Reprenant vie, les yeux d'Allura se tournèrent vers Romelle.
- Rien d'autre ? insista cette dernière.
Elle secoua la tête, et elles se dévisagèrent sans bouger.
- Qu'est-ce que ça signifie ? m'enquis-je.
- Que ses plans ont changé, annonça Romelle. Il a pris une décision qui l'a amené dans cette pièce.
- Et nous ignorons où elles se trouvent ?
- Oui.
- En revanche, il est certain qu'il a quitté les montagnes du Nord de Washington, précisa Allura, lugubre. Il leur a échappé.
- Faut-il les prévenir ?
Elles se consultèrent du regard, indécises. À cet instant, le téléphone sonna. Allura fila dans le salon avant que j'aie eu le temps de réagir. Nous nous précipitâmes derrière elle. Le mobile à l'oreille, elle écoutait.
- Shiro, souffla-t-elle, sans montrer ni étonnement ni joie, contrairement à moi.
- Oui, marmonna-t-elle avec un coup d'œil dans ma direction.
Elle garda le silence un long moment.
- Je viens de le voir, poursuivit-elle ensuite en décrivant sa vision. Quelle que soit la raison pour laquelle il a pris cet avion, elle l'a conduit à cet endroit, conclut-elle avant de se taire de nouveau. D'accord.
Sur ce, elle me tendit l'appareil. Je me ruai dessus.
- Allô ?
- Lance, dit la voix de Keith.
Jamais aucune sonorité ne m'avait paru aussi belle et rassurante.
- Keith… J'ai cru que j'allais péter une durite. Ne pas avoir de nouvelle, ne pas savoir si vous alliez bien, j'étais angoissé à l'idée que quelque chose ait pu vous…
- Lance, interrompit-il mon bavardage paniqué en soupirant, je t'ai interdit de te soucier d'autre chose que de toi-même.

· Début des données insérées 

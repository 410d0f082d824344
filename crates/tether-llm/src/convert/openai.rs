//! Conversion between normalized types and `OpenAI` wire format

use base64::Engine as _;
use serde_json::{Map, Value, json};

use crate::engine::{EngineUsage, ObjectGeneration, ObjectRequest, TextGeneration, TextRequest};
use crate::error::LlmError;
use crate::protocol::openai::{
    OpenAiContent, OpenAiContentPart, OpenAiFunction, OpenAiImageUrl, OpenAiJsonSchema, OpenAiMessage, OpenAiRequest,
    OpenAiResponse, OpenAiResponseFormat, OpenAiTool, OpenAiUsage,
};
use crate::types::{AssistantContent, AssistantPart, CoreMessage, ImageData, ToolSpec, UserContent, UserPart};

/// Media type assumed for base64 images that arrive without one
const DEFAULT_IMAGE_MEDIA_TYPE: &str = "image/jpeg";

/// Longest schema name the API accepts
const MAX_SCHEMA_NAME_LEN: usize = 64;

// -- Outbound: normalized request -> OpenAI wire request --

/// Build a free-text request
pub fn text_request(model: &str, request: &TextRequest) -> OpenAiRequest {
    OpenAiRequest {
        model: model.to_owned(),
        messages: request.messages.iter().map(Into::into).collect(),
        tools: tools_to_openai(&request.tools),
        response_format: None,
    }
}

/// Build a structured-output request
pub fn object_request(model: &str, request: &ObjectRequest) -> OpenAiRequest {
    OpenAiRequest {
        model: model.to_owned(),
        messages: request.messages.iter().map(Into::into).collect(),
        tools: None,
        response_format: Some(OpenAiResponseFormat::JsonSchema {
            json_schema: OpenAiJsonSchema {
                name: schema_name(&request.schema_name),
                schema: strict_schema(&request.schema),
                strict: true,
            },
        }),
    }
}

impl From<&CoreMessage> for OpenAiMessage {
    fn from(msg: &CoreMessage) -> Self {
        let (role, content) = match msg {
            CoreMessage::System(text) => ("system", OpenAiContent::Text(text.clone())),
            CoreMessage::User(UserContent::Text(text)) => ("user", OpenAiContent::Text(text.clone())),
            CoreMessage::User(UserContent::Parts(parts)) => {
                ("user", OpenAiContent::Parts(parts.iter().map(Into::into).collect()))
            }
            CoreMessage::Assistant(AssistantContent::Text(text)) => ("assistant", OpenAiContent::Text(text.clone())),
            CoreMessage::Assistant(AssistantContent::Parts(parts)) => (
                "assistant",
                OpenAiContent::Parts(
                    parts
                        .iter()
                        .map(|AssistantPart::Text { text }| OpenAiContentPart::Text { text: text.clone() })
                        .collect(),
                ),
            ),
        };

        Self {
            role: role.to_owned(),
            content,
        }
    }
}

impl From<&UserPart> for OpenAiContentPart {
    fn from(part: &UserPart) -> Self {
        match part {
            UserPart::Text { text } => Self::Text { text: text.clone() },
            UserPart::Image { image } => Self::ImageUrl {
                image_url: OpenAiImageUrl { url: image_url(image) },
            },
        }
    }
}

/// Turn image data into something the `image_url` field accepts
///
/// URLs and data URIs pass through; anything else is treated as base64.
fn image_url(image: &ImageData) -> String {
    match image {
        ImageData::Reference(reference)
            if reference.starts_with("http://")
                || reference.starts_with("https://")
                || reference.starts_with("data:") =>
        {
            reference.clone()
        }
        ImageData::Reference(encoded) => format!("data:{DEFAULT_IMAGE_MEDIA_TYPE};base64,{encoded}"),
        ImageData::Bytes(bytes) => format!(
            "data:{DEFAULT_IMAGE_MEDIA_TYPE};base64,{}",
            base64::engine::general_purpose::STANDARD.encode(bytes)
        ),
    }
}

/// Convert a tool spec to `OpenAI` function tools, or `None` when empty
fn tools_to_openai(tools: &ToolSpec) -> Option<Vec<OpenAiTool>> {
    if tools.is_empty() {
        return None;
    }

    Some(
        tools
            .iter()
            .map(|(name, entry)| OpenAiTool {
                tool_type: "function".to_owned(),
                function: OpenAiFunction {
                    name: name.clone(),
                    description: Some(entry.description.clone()).filter(|d| !d.is_empty()),
                    parameters: Some(entry.parameters.clone()).filter(|p| !p.is_null()),
                },
            })
            .collect(),
    )
}

/// Restrict a schema name to the characters and length the API accepts
fn schema_name(name: &str) -> String {
    let sanitized: String = name
        .chars()
        .map(|c| if c.is_ascii_alphanumeric() || c == '_' || c == '-' { c } else { '_' })
        .take(MAX_SCHEMA_NAME_LEN)
        .collect();

    if sanitized.is_empty() {
        "response".to_owned()
    } else {
        sanitized
    }
}

/// Rewrite a JSON Schema into the subset strict structured output accepts
///
/// Every object schema lists all of its properties in `required` and forbids
/// additional properties. Properties that were optional become nullable.
fn strict_schema(schema: &Value) -> Value {
    let mut strict = schema.clone();
    if let Value::Object(root) = &mut strict {
        root.remove("$schema");
    }
    make_strict(&mut strict);
    strict
}

fn make_strict(node: &mut Value) {
    let Value::Object(map) = node else {
        return;
    };

    let is_object = map.get("type").is_some_and(|t| t == "object") || map.contains_key("properties");
    if is_object {
        let required: Vec<String> = map
            .get("required")
            .and_then(Value::as_array)
            .map(|names| names.iter().filter_map(Value::as_str).map(str::to_owned).collect())
            .unwrap_or_default();

        let mut names = Vec::new();
        if let Some(Value::Object(properties)) = map.get_mut("properties") {
            for (name, property) in properties.iter_mut() {
                if !required.contains(name) {
                    make_nullable(property);
                }
                names.push(Value::String(name.clone()));
            }
        } else {
            map.insert("properties".to_owned(), Value::Object(Map::new()));
        }

        map.insert("required".to_owned(), Value::Array(names));
        map.insert("additionalProperties".to_owned(), Value::Bool(false));
    }

    for key in ["properties", "$defs", "definitions"] {
        if let Some(Value::Object(children)) = map.get_mut(key) {
            children.values_mut().for_each(make_strict);
        }
    }
    for key in ["anyOf", "oneOf", "allOf", "prefixItems"] {
        if let Some(Value::Array(children)) = map.get_mut(key) {
            children.iter_mut().for_each(make_strict);
        }
    }
    if let Some(items) = map.get_mut("items") {
        make_strict(items);
    }
}

/// Allow `null` in addition to whatever the schema already accepts
fn make_nullable(schema: &mut Value) {
    let Value::Object(map) = schema else {
        return;
    };

    if let Some(ty) = map.get_mut("type") {
        let widened = match ty {
            Value::String(name) if name.as_str() != "null" => Some(json!([name.clone(), "null"])),
            Value::Array(names) if !names.iter().any(|n| n == "null") => {
                names.push(json!("null"));
                None
            }
            _ => None,
        };
        if let Some(widened) = widened {
            *ty = widened;
        }
        return;
    }

    if let Some(Value::Array(variants)) = map.get_mut("anyOf") {
        if !variants.iter().any(|v| v.get("type").is_some_and(|t| t == "null")) {
            variants.push(json!({"type": "null"}));
        }
        return;
    }

    let original = std::mem::take(schema);
    *schema = json!({"anyOf": [original, {"type": "null"}]});
}

// -- Inbound: OpenAI wire response -> generation results --

impl From<Option<&OpenAiUsage>> for EngineUsage {
    fn from(usage: Option<&OpenAiUsage>) -> Self {
        usage.map_or_else(Self::default, |u| Self {
            prompt_tokens: u.prompt_tokens,
            completion_tokens: u.completion_tokens,
            total_tokens: u.total_tokens,
        })
    }
}

/// Extract generated text from the first choice; missing content is empty text
pub fn text_generation(response: &OpenAiResponse) -> TextGeneration {
    let text = response
        .choices
        .first()
        .and_then(|c| c.message.content.clone())
        .unwrap_or_default();

    TextGeneration {
        text,
        usage: response.usage.as_ref().into(),
    }
}

/// Parse the first choice's content as the generated object
pub fn object_generation(response: &OpenAiResponse) -> Result<ObjectGeneration, LlmError> {
    let Some(choice) = response.choices.first() else {
        return Err(LlmError::NoObjectGenerated("response contained no choices".to_owned()));
    };

    if let Some(refusal) = &choice.message.refusal {
        return Err(LlmError::NoObjectGenerated(format!("model refused: {refusal}")));
    }

    let Some(content) = choice.message.content.as_deref() else {
        return Err(LlmError::NoObjectGenerated("response contained no content".to_owned()));
    };

    let object = serde_json::from_str(content)
        .map_err(|e| LlmError::NoObjectGenerated(format!("content is not valid JSON: {e}")))?;

    Ok(ObjectGeneration {
        object,
        usage: response.usage.as_ref().into(),
    })
}
use std::time::Duration;

use secrecy::SecretString;
use serde::Deserialize;
use url::Url;

/// Configuration for the generation engine
#[derive(Debug, Deserialize)]
#[serde(deny_unknown_fields)]
pub struct EngineConfig {
    /// Engine protocol type
    #[serde(rename = "type")]
    pub engine_type: EngineType,
    /// Model identifier sent with every request
    pub model: String,
    /// API key for authentication
    #[serde(default)]
    pub api_key: Option<SecretString>,
    /// Base URL override
    #[serde(default)]
    pub base_url: Option<Url>,
    /// Per-request timeout enforced by the engine's HTTP client (e.g. "30s", "2m")
    #[serde(default)]
    pub timeout: Option<String>,
}

impl EngineConfig {
    /// Build a config for an OpenAI-compatible engine with no key or overrides
    pub fn openai(model: impl Into<String>) -> Self {
        Self {
            engine_type: EngineType::Openai,
            model: model.into(),
            api_key: None,
            base_url: None,
            timeout: None,
        }
    }

    /// Parsed request timeout, if one is configured
    ///
    /// # Errors
    ///
    /// Returns an error if the configured value is not a valid duration
    pub fn timeout(&self) -> anyhow::Result<Option<Duration>> {
        self.timeout
            .as_deref()
            .map(|raw| duration_str::parse(raw).map_err(|e| anyhow::anyhow!("invalid engine timeout '{raw}': {e}")))
            .transpose()
    }
}

/// Supported generation engine protocols
#[derive(Debug, Clone, Copy, PartialEq, Eq, Deserialize)]
#[serde(rename_all = "snake_case")]
pub enum EngineType {
    /// OpenAI-compatible chat completions API
    Openai,
}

- Et moi je t'interdis de me dire quoi faire, protestai-je.
Il rit légèrement. Qu'il fût bon d'entendre sa voix claironner ainsi. La nuée de désespoir qui planait au-dessus de moi s'éloigna.
- Où es-tu ? demandai-je.
- Près de Vancouver, répondit-il en ayant recouvrer son sérieux. Désolé, nous l'avons perdu. Il se méfiait de nous, il est resté juste assez loin pour que je ne lise pas dans ses pensées. Il a filé. En avion. D'après nous, il a regagné Volthrone pour y reprendre ta traque.
Derrière moi, Allura mettait Romelle au courant.
- Je sais. Allura l'a vu ailleurs.
- Tu n'as aucune raison de t'en faire. Rien ne le mènera à toi. Contente-toi de rester là-bas et d'attendre que nous lui ayons mis la main dessus.
- Tout ira bien. Qu'en est-il d'Adam et des autres ?
- Ils sont retournés à Volthrone pour veiller sur ta sœur. La femelle était en ville. Elle est allée chez vous pendant que Veronica travaillait. Mais elle ne l'a pas approchée, donc inutile d'avoir peur. Adam et Coran montent la garde, elle ne risque rien.
- Qu'est-ce qu'elle fout, cette Marie-Anne ?
- Elle espère sans doute flairer une trace. Elle a écumé Volthrone toute la nuit. Lotor l'a suivi dans toutes les rue, au lycée… Elle te traque, Lance, mais il n'y a rien à trouver.
- Tu es sûr que Ver est en sécurité ?
- Oui. Adam ne la perdra pas de vue. Et nous serons bientôt là-bas nous aussi. Si le chasseur s'approche de Volthrone, nous l'attraperons.
- Tu me manques, chuchotai-je.
- Je sais, Lance. Toi aussi. C'est comme si tu avais emporté la moitié de moi-même avec toi.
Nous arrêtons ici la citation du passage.